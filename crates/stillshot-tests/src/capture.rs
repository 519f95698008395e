//! Integration tests for full-resolution capture.

use crate::mock::{MockBackend, SCENE_RGBA};
use stillshot_capture::{
    CaptureOrchestrator, CapturePhase, CaptureRequest, CaptureSession, DirectoryStorage,
    ImageEncoder, PngEncoder, RetryTimer,
};
use stillshot_core::{
    BudgetFractions, CameraState, CaptureError, CropEdge, CropRegion, Projection, ScreenSize,
    ZoomState,
};
use stillshot_gpu::{BudgetContext, PlatformClass, StaticCapabilities, TextureFormat};
use std::future::Future;
use std::time::Duration;

/// Timer that returns immediately so retry tests don't wait on the clock.
struct InstantTimer;

impl RetryTimer for InstantTimer {
    fn sleep(&self, _duration: Duration) -> impl Future<Output = ()> {
        std::future::ready(())
    }
}

fn synthetic_ctx() -> BudgetContext {
    let caps = StaticCapabilities {
        max_texture_size: Some(2600),
        ..StaticCapabilities::desktop("Synthetic GPU", 2048, 4096)
    };
    BudgetContext::from_source(&caps, ScreenSize::new(1920, 1080), BudgetFractions::default())
}

fn host_camera() -> CameraState {
    CameraState {
        projection: Projection::Perspective { fov_degrees: 60.0 },
        anti_aliasing: 8,
        clear_color: [0.1, 0.1, 0.1, 1.0],
        ..Default::default()
    }
}

fn decode(bytes: &[u8]) -> image::RgbaImage {
    image::load_from_memory(bytes).unwrap().to_rgba8()
}

#[tokio::test]
async fn capture_above_native_is_clamped() {
    let ctx = synthetic_ctx();
    let mut backend = MockBackend::new();
    let mut camera = host_camera();
    let mut orchestrator = CaptureOrchestrator::new(PngEncoder::default());

    let output = orchestrator
        .capture(&ctx, &mut backend, &mut camera, &CaptureRequest::new(3840))
        .await
        .unwrap();

    assert!(output.was_clamped());
    assert_eq!((output.width, output.height), (2600, 1463));
    let image = decode(&output.bytes);
    assert_eq!(image.dimensions(), (2600, 1463));
    assert_eq!(image.get_pixel(1300, 700).0, SCENE_RGBA);

    assert_eq!(backend.live_count(), 0);
    assert_eq!(camera, host_camera());
    assert_eq!(orchestrator.phase(), CapturePhase::Idle);
}

#[tokio::test]
async fn memory_budget_bounds_the_capture() {
    // 64 MB of GPU memory binds long before the 16384 texture limit.
    let caps = StaticCapabilities::desktop("Budget GPU", 64, 4096);
    let ctx = BudgetContext::from_source(&caps, ScreenSize::new(1920, 1080), BudgetFractions::default());
    let max = ctx.max_safe_width();
    assert!(max < 3840 && max < caps.max_texture_size.unwrap());

    let mut backend = MockBackend::new();
    let mut camera = host_camera();
    let mut orchestrator = CaptureOrchestrator::new(PngEncoder::default());

    let output = orchestrator
        .capture(&ctx, &mut backend, &mut camera, &CaptureRequest::new(3840))
        .await
        .unwrap();

    assert!(output.was_clamped());
    assert_eq!(output.width, max);
    assert!(ctx.estimate_memory(output.width).fits(&ctx.budgets()));
    assert!(!ctx.estimate_memory(output.width + 1).fits(&ctx.budgets()));
    // No headroom for half-float at the ceiling.
    assert_eq!(backend.formats, vec![TextureFormat::Rgba8UnormSrgb]);
    assert_eq!(backend.live_count(), 0);
    assert_eq!(camera, host_camera());
}

#[tokio::test]
async fn roomy_budget_renders_half_float() {
    let ctx = synthetic_ctx();
    let mut backend = MockBackend::new();
    let mut camera = host_camera();
    let mut orchestrator = CaptureOrchestrator::new(PngEncoder::default());

    let output = orchestrator
        .capture(&ctx, &mut backend, &mut camera, &CaptureRequest::new(1920))
        .await
        .unwrap();

    assert_eq!(backend.formats, vec![TextureFormat::Rgba16Float]);
    let image = decode(&output.bytes);
    assert_eq!(image.get_pixel(0, 0).0, SCENE_RGBA);
}

#[tokio::test]
async fn session_crop_and_zoom_reach_the_backend() {
    let ctx = synthetic_ctx();
    let mut backend = MockBackend::new();
    let mut camera = host_camera();
    let mut orchestrator = CaptureOrchestrator::new(PngEncoder::default());

    let mut session = CaptureSession::new(1000);
    session.set_crop_edge(CropEdge::Left, 10.0);
    session.set_crop_edge(CropEdge::Right, 10.0);
    session.set_zoom_level(2f32.ln());
    let expected = session.output_resolution(&ctx);

    let output = orchestrator
        .capture(&ctx, &mut backend, &mut camera, &session.request())
        .await
        .unwrap();

    assert_eq!((output.width, output.height), expected);
    assert_eq!(expected, (800, 563));
    let (_, rendered) = backend.renders[0];
    assert_eq!(rendered.anti_aliasing, 1);
    assert!(!rendered.is_orthographic());
    assert!((rendered.projection.value() - 30.0).abs() < 1e-3);
    assert_eq!(camera, host_camera());
}

#[test]
fn cropped_resolution_scenario() {
    let crop = CropRegion::new(10.0, 0.0, 10.0, 0.0).normalize();
    assert_eq!(crop.cropped_resolution(1000, 800), (800, 800));
}

#[tokio::test]
async fn allocation_failure_restores_everything() {
    let ctx = synthetic_ctx();
    let mut backend = MockBackend::new().with_max_width(1024);
    let mut camera = host_camera();
    let mut orchestrator = CaptureOrchestrator::new(PngEncoder::default());

    let err = orchestrator
        .capture(&ctx, &mut backend, &mut camera, &CaptureRequest::new(2048))
        .await
        .unwrap_err();

    assert!(matches!(err, CaptureError::AllocationFailure { width: 2048, .. }));
    assert!(backend.renders.is_empty());
    assert_eq!(backend.live_count(), 0);
    assert_eq!(backend.released, 1);
    assert_eq!(camera, host_camera());
    assert_eq!(orchestrator.phase(), CapturePhase::Failed);

    // The orchestrator accepts the next request after a failure.
    let output = orchestrator
        .capture(&ctx, &mut backend, &mut camera, &CaptureRequest::new(1024))
        .await
        .unwrap();
    assert_eq!(output.width, 1024);
    assert_eq!(orchestrator.phase(), CapturePhase::Idle);
}

#[tokio::test]
async fn problematic_gpu_retries_then_fails() {
    let caps = StaticCapabilities {
        driver_version: Some("OpenGL ES 2.0 build 1.13".into()),
        ..StaticCapabilities::desktop("Generic", 2048, 4096)
    };
    let ctx = BudgetContext::from_source(&caps, ScreenSize::new(640, 360), BudgetFractions::default());
    assert_eq!(ctx.profile().readback_attempts(), 3);

    let mut backend = MockBackend::new().with_failing_reads(100);
    let mut camera = host_camera();
    let mut orchestrator = CaptureOrchestrator::with_timer(PngEncoder::default(), InstantTimer);

    let err = orchestrator
        .capture(&ctx, &mut backend, &mut camera, &CaptureRequest::new(640))
        .await
        .unwrap_err();

    assert!(matches!(err, CaptureError::ReadbackFailure { attempts: 3, .. }));
    assert_eq!(backend.reads.len(), 3);
    assert_eq!(backend.live_count(), 0);
    assert_eq!(camera, host_camera());
}

#[tokio::test]
async fn mobile_retry_waits_between_attempts() {
    let caps = StaticCapabilities {
        platform: PlatformClass::Mobile,
        ..StaticCapabilities::desktop("Mali-G710", 4096, 8192)
    };
    let ctx = BudgetContext::from_source(&caps, ScreenSize::new(640, 360), BudgetFractions::default());

    let mut backend = MockBackend::new().with_failing_reads(2);
    let mut camera = host_camera();
    let mut orchestrator = CaptureOrchestrator::new(PngEncoder::default());

    let started = std::time::Instant::now();
    let output = orchestrator
        .capture(&ctx, &mut backend, &mut camera, &CaptureRequest::new(320))
        .await
        .unwrap();

    assert_eq!(output.attempts, 3);
    assert!(started.elapsed() >= Duration::from_millis(40));
}

#[tokio::test]
async fn capture_lands_in_directory_storage() {
    let dir = tempfile::tempdir().unwrap();
    let ctx = synthetic_ctx();
    let mut backend = MockBackend::new();
    let mut camera = host_camera();
    let mut orchestrator = CaptureOrchestrator::new(PngEncoder::default());
    let storage =
        DirectoryStorage::new(dir.path()).with_extension(orchestrator.encoder().extension());

    let request = CaptureRequest::new(256)
        .with_zoom(ZoomState::from_factor(0.5))
        .with_name("overview");
    let output = orchestrator
        .capture(&ctx, &mut backend, &mut camera, &request)
        .await
        .unwrap();
    let path = output.store(&storage).unwrap();

    assert_eq!(path, dir.path().join("overview.png"));
    let image = decode(&std::fs::read(&path).unwrap());
    assert_eq!(image.dimensions(), (256, 144));
}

● ● ●

EXERCISE DIRECTIONS: Set down, exactly as written, each line of the data from its opening line through the one containing "use std::time::Duration;". Output nothing more.

RESPONSE BELOW:
filename crates/stillshot-tests/src/capture.rs
repository 519f95698008395e
//! Integration tests for full-resolution capture.

use crate::mock::{MockBackend, SCENE_RGBA};
use stillshot_capture::{
    CaptureOrchestrator, CapturePhase, CaptureRequest, CaptureSession, DirectoryStorage,
    ImageEncoder, PngEncoder, RetryTimer,
};
use stillshot_core::{
    BudgetFractions, CameraState, CaptureError, CropEdge, CropRegion, Projection, ScreenSize,
    ZoomState,
};
use stillshot_gpu::{BudgetContext, PlatformClass, StaticCapabilities, TextureFormat};
use std::future::Future;
use std::time::Duration;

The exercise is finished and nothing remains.